Collect each line of the records containing the string "sprint".

[Records from a data collection]
━━━━━━
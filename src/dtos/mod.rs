//! DTOs module - Data Transfer Objects
//!
//! DTOs separate the API representation from the persisted entities.

pub mod chat;
pub mod document;
pub mod forum;
pub mod query;
pub mod resource;
pub mod retro;
pub mod sprint;
pub mod task;
pub mod user;
pub mod ws_event;

// Re-exports
pub use chat::{ActiveUserDTO, ChatMessageDTO, CreateChatMessageDTO, UpdateChatMessageDTO};
pub use document::{CollaboratorRoleDTO, CreateDocumentDTO, DocumentDTO};
pub use forum::{
    CreateCategoryDTO, CreateReplyDTO, CreateThreadDTO, ThreadDetailsDTO, ThreadListQuery, ThreadSort,
    UpdateReplyDTO, UpdateThreadDTO,
};
pub use query::{DEFAULT_PAGE_SIZE, PageQuery, PageWindow, Paginated, SearchQuery, UserSearchQuery};
pub use resource::{CreateResourceDTO, ResourceFilter, TagsQuery, UpdateResourceDTO};
pub use retro::{
    CreateActionItemDTO, CreateRetroDTO, CreateRetroItemDTO, CreateTemplateDTO, RetroDetailsDTO,
    UpdateActionItemDTO, UpdateRetroItemDTO, UpdateRetroStatusDTO, UpdateTemplateDTO,
};
pub use sprint::{CreateSprintDTO, UpdateSprintDTO};
pub use task::{BoardColumnDTO, BoardDTO, CreateTaskDTO, TaskQuery, UpdateTaskDTO, UpdateTaskStatusDTO};
pub use user::{
    AuthResponseDTO, ChangePasswordDTO, CreateUserDTO, LoginDTO, MessageResponseDTO,
    UpdateProfileDTO, UpdateRoleDTO, UserDTO,
};
pub use ws_event::{ClientEvent, Outbound, ServerEvent};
━━━━━━
RESULT OF THE EXERCISE:
pub mod sprint;
pub use sprint::{CreateSprintDTO, UpdateSprintDTO};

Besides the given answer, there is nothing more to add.